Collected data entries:

-.-.-

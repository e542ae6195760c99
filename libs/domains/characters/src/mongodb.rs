//! MongoDB implementation of CharacterRepository

use async_trait::async_trait;
use futures::TryStreamExt;
use mongodb::{
    Collection, Database, IndexModel,
    bson::{Document, doc, oid::ObjectId},
    options::{FindOptions, IndexOptions},
};
use tracing::instrument;

use crate::error::{CharacterError, CharacterResult};
use crate::models::{COLLECTION, Character, NICKNAME, NewCharacter};
use crate::repository::CharacterRepository;

/// MongoDB implementation of the CharacterRepository
#[derive(Clone)]
pub struct MongoCharacterRepository {
    collection: Collection<Character>,
}

impl MongoCharacterRepository {
    /// Repository over the `characters` collection of `db`
    pub fn new(db: &Database) -> Self {
        Self::with_collection(db, COLLECTION)
    }

    /// Repository over a custom collection, e.g. a per-test one
    pub fn with_collection(db: &Database, collection_name: &str) -> Self {
        Self {
            collection: db.collection::<Character>(collection_name),
        }
    }

    pub fn collection(&self) -> &Collection<Character> {
        &self.collection
    }

    /// Case-insensitive exact match on nickname.
    ///
    /// The value is escaped, so `.` or `*` in a nickname match literally.
    pub(crate) fn nickname_filter(nickname: &str) -> Document {
        let pattern = format!("^{}$", regex::escape(nickname));
        doc! { NICKNAME: { "$regex": pattern, "$options": "i" } }
    }
}

#[async_trait]
impl CharacterRepository for MongoCharacterRepository {
    #[instrument(skip(self, input), fields(nickname = %input.nickname))]
    async fn create(&self, input: NewCharacter) -> CharacterResult<Character> {
        let character = Character::new(input);

        self.collection
            .insert_one(&character)
            .await
            .map_err(CharacterError::database("Failed to create character"))?;

        tracing::info!(character_id = %character.id, "Character created");
        Ok(character)
    }

    #[instrument(skip(self))]
    async fn list(&self) -> CharacterResult<Vec<Character>> {
        let cursor = self
            .collection
            .find(doc! {})
            .await
            .map_err(CharacterError::database("Failed to fetch characters"))?;

        cursor
            .try_collect()
            .await
            .map_err(CharacterError::database("Failed to fetch characters"))
    }

    #[instrument(skip(self))]
    async fn list_page(&self, skip: u64, limit: i64) -> CharacterResult<Vec<Character>> {
        let options = FindOptions::builder().skip(skip).limit(limit).build();

        let cursor = self
            .collection
            .find(doc! {})
            .with_options(options)
            .await
            .map_err(CharacterError::database("Failed to fetch paginated characters"))?;

        cursor
            .try_collect()
            .await
            .map_err(CharacterError::database("Failed to fetch paginated characters"))
    }

    #[instrument(skip(self))]
    async fn count(&self) -> CharacterResult<u64> {
        self.collection
            .count_documents(doc! {})
            .await
            .map_err(CharacterError::database("Failed to count characters"))
    }

    #[instrument(skip(self))]
    async fn get_by_id(&self, id: ObjectId) -> CharacterResult<Option<Character>> {
        self.collection
            .find_one(doc! { "_id": id })
            .await
            .map_err(CharacterError::database("Failed to fetch character"))
    }

    #[instrument(skip(self))]
    async fn get_by_nickname(&self, nickname: &str) -> CharacterResult<Option<Character>> {
        self.collection
            .find_one(Self::nickname_filter(nickname))
            .await
            .map_err(CharacterError::database("Failed to fetch character"))
    }

    #[instrument(skip(self, fields))]
    async fn set_fields(&self, id: ObjectId, fields: Document) -> CharacterResult<()> {
        self.collection
            .update_one(doc! { "_id": id }, doc! { "$set": fields })
            .await
            .map_err(CharacterError::database("Failed to update character"))?;

        tracing::info!(character_id = %id, "Character updated");
        Ok(())
    }

    #[instrument(skip(self))]
    async fn delete(&self, id: ObjectId) -> CharacterResult<bool> {
        let result = self
            .collection
            .delete_one(doc! { "_id": id })
            .await
            .map_err(CharacterError::database("Failed to delete character"))?;

        if result.deleted_count > 0 {
            tracing::info!(character_id = %id, "Character deleted");
        }
        Ok(result.deleted_count > 0)
    }

    #[instrument(skip(self))]
    async fn ensure_indexes(&self) -> CharacterResult<()> {
        let index = IndexModel::builder()
            .keys(doc! { NICKNAME: "text" })
            .options(
                IndexOptions::builder()
                    .name("nickname_text".to_string())
                    .build(),
            )
            .build();

        self.collection
            .create_index(index)
            .await
            .map_err(CharacterError::database("Failed to create nickname index"))?;
        Ok(())
    }
}
use axum_helpers::server::{create_production_app, create_router};
use core_config::tracing::{init_tracing, install_color_eyre};
use std::time::Duration;
use tracing::info;

mod api;
mod config;
mod openapi;
mod state;

use config::Config;
use state::AppState;

#[tokio::main]
async fn main() -> eyre::Result<()> {
    // Install color-eyre first for colored error output
    install_color_eyre();

    let config = Config::from_env()?;

    init_tracing(&config.environment);

    info!(
        "Connecting to MongoDB at {}",
        config.mongodb.redacted_url()
    );

    // Single attempt: an unreachable database is fatal at startup
    let mongo_client = database::mongodb::connect_from_config(&config.mongodb).await?;
    let db = mongo_client.database(config.mongodb.database());

    info!(
        "Successfully connected to MongoDB database: {}",
        config.mongodb.database()
    );

    let state = AppState {
        config,
        mongo_client,
        db,
    };

    api::characters::spawn_index_setup(&state);

    let router = create_router::<openapi::ApiDoc>(api::routes(&state), &state.config.server);

    info!(
        update_validation = %state.config.characters.update_validation,
        "Starting Marvel Characters API (30s shutdown timeout)"
    );

    let mongo_client = state.mongo_client.clone();
    create_production_app(
        router,
        &state.config.server,
        Duration::from_secs(30),
        async move {
            info!("Shutting down: closing MongoDB connections");
            mongo_client.shutdown().await;
            info!("MongoDB connection closed successfully");
        },
    )
    .await
    .map_err(|e| eyre::eyre!("Server error: {}", e))?;

    info!("Marvel Characters API shutdown complete");
    Ok(())
}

-.-.-

The task: Gather all lines of the records that include the word "limit".

Answer to the exercise:
    async fn list_page(&self, skip: u64, limit: i64) -> CharacterResult<Vec<Character>> {
        let options = FindOptions::builder().skip(skip).limit(limit).build();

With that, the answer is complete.